The European Research Council awards ICFO two new Advanced Grants
ICREA Professors Antonio Acín and Maciej Lewenstein awarded grants for frontier research with potentially ground-breaking impact on science and society beyond
The European Research Council (ERC) has announced the awarding of two Advanced Grants for senior researchers to ICREA Professors at ICFO Antonio Acín and Maciej Lewenstein. Over the years, both Group Leaders have been extremely successful in securing ERC funding. For Prof Lewenstein, this is the third consecutive Advanced Grant, the first received in 2008 just a year after the founding of the European Research Council. This is Prof Acín’s fourth ERC grant, with European Council support marking various stages of his career. He earned a Starting Grant in 2008, the same year as Prof. Lewenstein, a Proof of Concept Award in 2012, and a Consolidator Grant in 2014.

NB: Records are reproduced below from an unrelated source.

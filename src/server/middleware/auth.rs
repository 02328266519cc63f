use axum::http::{header, HeaderMap};
use sea_orm::DatabaseConnection;

use crate::server::{
    data::user::UserRepository,
    error::{auth::AuthError, AppError},
    service::token::TokenService,
};

pub struct AuthGuard<'a> {
    db: &'a DatabaseConnection,
    tokens: &'a TokenService,
}

impl<'a> AuthGuard<'a> {
    pub fn new(db: &'a DatabaseConnection, tokens: &'a TokenService) -> Self {
        Self { db, tokens }
    }

    /// Authenticates the request and enforces role requirements.
    ///
    /// The bearer token only proves identity; the user row is re-read on
    /// every request so deactivated accounts and revoked roles take effect
    /// immediately. An empty `roles` slice admits any authenticated user.
    ///
    /// # Arguments
    /// - `headers` - Request headers carrying the Authorization bearer token
    /// - `roles` - Roles permitted to perform the operation
    ///
    /// # Returns
    /// - `Ok(Model)` - The authenticated, authorized user row
    /// - `Err(AppError)` - Missing/invalid token, inactive account, or wrong role
    pub async fn require(
        &self,
        headers: &HeaderMap,
        roles: &[entity::user::UserRole],
    ) -> Result<entity::user::Model, AppError> {
        let token = headers
            .get(header::AUTHORIZATION)
            .and_then(|value| value.to_str().ok())
            .and_then(|value| value.strip_prefix("Bearer "))
            .ok_or(AuthError::MissingToken)?;

        let claims = self.tokens.verify_access(token)?;

        let Some(user) = UserRepository::new(self.db).find_by_id(&claims.sub).await? else {
            return Err(AuthError::UserNotInDatabase(claims.sub).into());
        };

        if user.status != entity::user::UserStatus::Active {
            return Err(AuthError::AccountInactive(user.id).into());
        }

        if !roles.is_empty() && !roles.contains(&user.role) {
            return Err(AuthError::AccessDenied(
                user.id.clone(),
                format!("requires one of {:?}, has {:?}", roles, user.role),
            )
            .into());
        }

        Ok(user)
    }
}
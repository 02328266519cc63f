//! Blog data repository for database operations.

use chrono::Utc;
use sea_orm::{
    ActiveModelTrait, ActiveValue, Condition, DatabaseConnection, DbErr, EntityTrait,
    PaginatorTrait, QueryFilter,
};
use uuid::Uuid;

use crate::server::{
    model::blog::{CreateBlogDto, UpdateBlogDto},
    query::Pagination,
};

/// Repository providing database operations for blog posts.
pub struct BlogRepository<'a> {
    db: &'a DatabaseConnection,
}

impl<'a> BlogRepository<'a> {
    pub fn new(db: &'a DatabaseConnection) -> Self {
        Self { db }
    }

    pub async fn create(&self, dto: CreateBlogDto) -> Result<entity::blog::Model, DbErr> {
        let now = Utc::now();
        entity::blog::ActiveModel {
            id: ActiveValue::Set(Uuid::new_v4().to_string()),
            title: ActiveValue::Set(dto.title),
            content: ActiveValue::Set(dto.content),
            category: ActiveValue::Set(dto.category),
            image: ActiveValue::Set(dto.image),
            created_at: ActiveValue::Set(now),
            updated_at: ActiveValue::Set(now),
        }
        .insert(self.db)
        .await
    }

    pub async fn find_by_id(&self, id: &str) -> Result<Option<entity::blog::Model>, DbErr> {
        entity::prelude::Blog::find_by_id(id).one(self.db).await
    }

    /// Applies a partial update and returns the refreshed row, or `None`
    /// when the post does not exist.
    pub async fn update(
        &self,
        id: &str,
        dto: UpdateBlogDto,
    ) -> Result<Option<entity::blog::Model>, DbErr> {
        let Some(blog) = self.find_by_id(id).await? else {
            return Ok(None);
        };

        let mut active: entity::blog::ActiveModel = blog.into();
        if let Some(title) = dto.title {
            active.title = ActiveValue::Set(title);
        }
        if let Some(content) = dto.content {
            active.content = ActiveValue::Set(content);
        }
        if let Some(category) = dto.category {
            active.category = ActiveValue::Set(category);
        }
        if let Some(image) = dto.image {
            active.image = ActiveValue::Set(Some(image));
        }
        active.updated_at = ActiveValue::Set(Utc::now());

        Ok(Some(active.update(self.db).await?))
    }

    pub async fn delete(&self, id: &str) -> Result<bool, DbErr> {
        let result = entity::prelude::Blog::delete_by_id(id).exec(self.db).await?;
        Ok(result.rows_affected > 0)
    }

    /// Gets blog posts matching a filter condition with pagination.
    pub async fn get_all_filtered(
        &self,
        condition: Condition,
        pagination: &Pagination,
    ) -> Result<(Vec<entity::blog::Model>, u64), DbErr> {
        let total = entity::prelude::Blog::find()
            .filter(condition.clone())
            .count(self.db)
            .await?;

        let blogs = pagination
            .apply(entity::prelude::Blog::find().filter(condition))
            .all(self.db)
            .await?;

        Ok((blogs, total))
    }
}
use sea_orm_migration::{prelude::*, schema::*};

use super::m20260801_000002_create_channel_table::Channel;

#[derive(DeriveMigrationName)]
pub struct Migration;

#[async_trait::async_trait]
impl MigrationTrait for Migration {
    async fn up(&self, manager: &SchemaManager) -> Result<(), DbErr> {
        manager
            .create_table(
                Table::create()
                    .table(Message::Table)
                    .if_not_exists()
                    .col(string(Message::Id).primary_key())
                    .col(string(Message::ChannelName))
                    .col(string(Message::SenderId))
                    .col(string_null(Message::Body))
                    .col(json(Message::Files))
                    .col(
                        timestamp_with_time_zone(Message::CreatedAt)
                            .default(Expr::current_timestamp()),
                    )
                    .foreign_key(
                        ForeignKey::create()
                            .name("fk_message_channel_name")
                            .from(Message::Table, Message::ChannelName)
                            .to(Channel::Table, Channel::ChannelName)
                            .on_delete(ForeignKeyAction::Cascade)
                            .on_update(ForeignKeyAction::Cascade),
                    )
                    .to_owned(),
            )
            .await?;

        // Create index for channel history lookups
        manager
            .create_index(
                Index::create()
                    .name("idx_message_channel_name")
                    .table(Message::Table)
                    .col(Message::ChannelName)
                    .to_owned(),
            )
            .await?;

        Ok(())
    }

    async fn down(&self, manager: &SchemaManager) -> Result<(), DbErr> {
        manager
            .drop_index(
                Index::drop()
                    .name("idx_message_channel_name")
                    .table(Message::Table)
                    .to_owned(),
            )
            .await?;

        manager
            .drop_table(Table::drop().table(Message::Table).to_owned())
            .await
    }
}

#[derive(DeriveIden)]
pub enum Message {
    Table,
    Id,
    ChannelName,
    SenderId,
    Body,
    Files,
    CreatedAt,
}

The ERC Advanced grants, aimed at active researchers who have a track-record of significant research achievements in the last 10 years, enable scientists to carry out frontier research with potentially ground-breaking impact on science and society beyond. Each project grant has a duration of five years. They are awarded under the `excellent science´ pillar of Horizon 2020, the EU´s research and innovation programme.
Prof Maciej Lewenstein’s project, entitled “NOvel Quantum simulators – connectIng Areas” (NOQIA), is a theory project, aimed at introducing the established field of Quantum simulators + Topological effects in physics + quantum validation and certification into two novel areas: physics of ultrafast phenomena and attoscience, on one side, and quantum machine learning and neural networks on the other. This will open up new horizons and opportunities for research both in Attoscience and in Machine Learning and neural networks.
Prof Antonio Acín’s project, entitled “Certification of quantum technologies” (CERQUTE) aims to provide the tools to achieve quantum certification, ensuring that a quantum system is entangled, random, secure, and performing computations correctly. CERQUTE goes at the heart of the fundamental question of what distinguishes quantum from classical physics and will provide the concepts and protocols for the certification of quantum phenomena and technologies.
ICFO’s success rate in this call was 50%, giving ICFO an average institutional success rate of 50% for the ERC 2012-2018 calls. The official success rate reported by the ERC 2012-2017 is 12% for the physics panels, and 11% in this call, placing ICFO far above average. With these new awards, ICFO now holds 34 grants in total from the European Research Council: 10 Starting Grants, 4 Consolidator Grants, 10 Advanced Grants and 10 Proof of Concept Grants.
The President of the European Research Council (ERC), Professor Jean-Pierre Bourguignon, commented in the ERC press release, “Since 2007, the European Research Council has attracted and financed some of the most audacious research proposals, and independent evaluations show that this approach has paid off. With this call, another 222 researchers from all over Europe and beyond will pursue their best ideas and are in an excellent position to trigger breakthroughs and major scientific advances.”
The European Research Council, set up by the European Union in 2007, is the first European funding organisation for excellent frontier research. Every year, it selects and funds the very best, creative researchers of any nationality and age, to run projects based in Europe. It has three core grant schemes: Starting Grants, Consolidator Grants and Advanced Grants.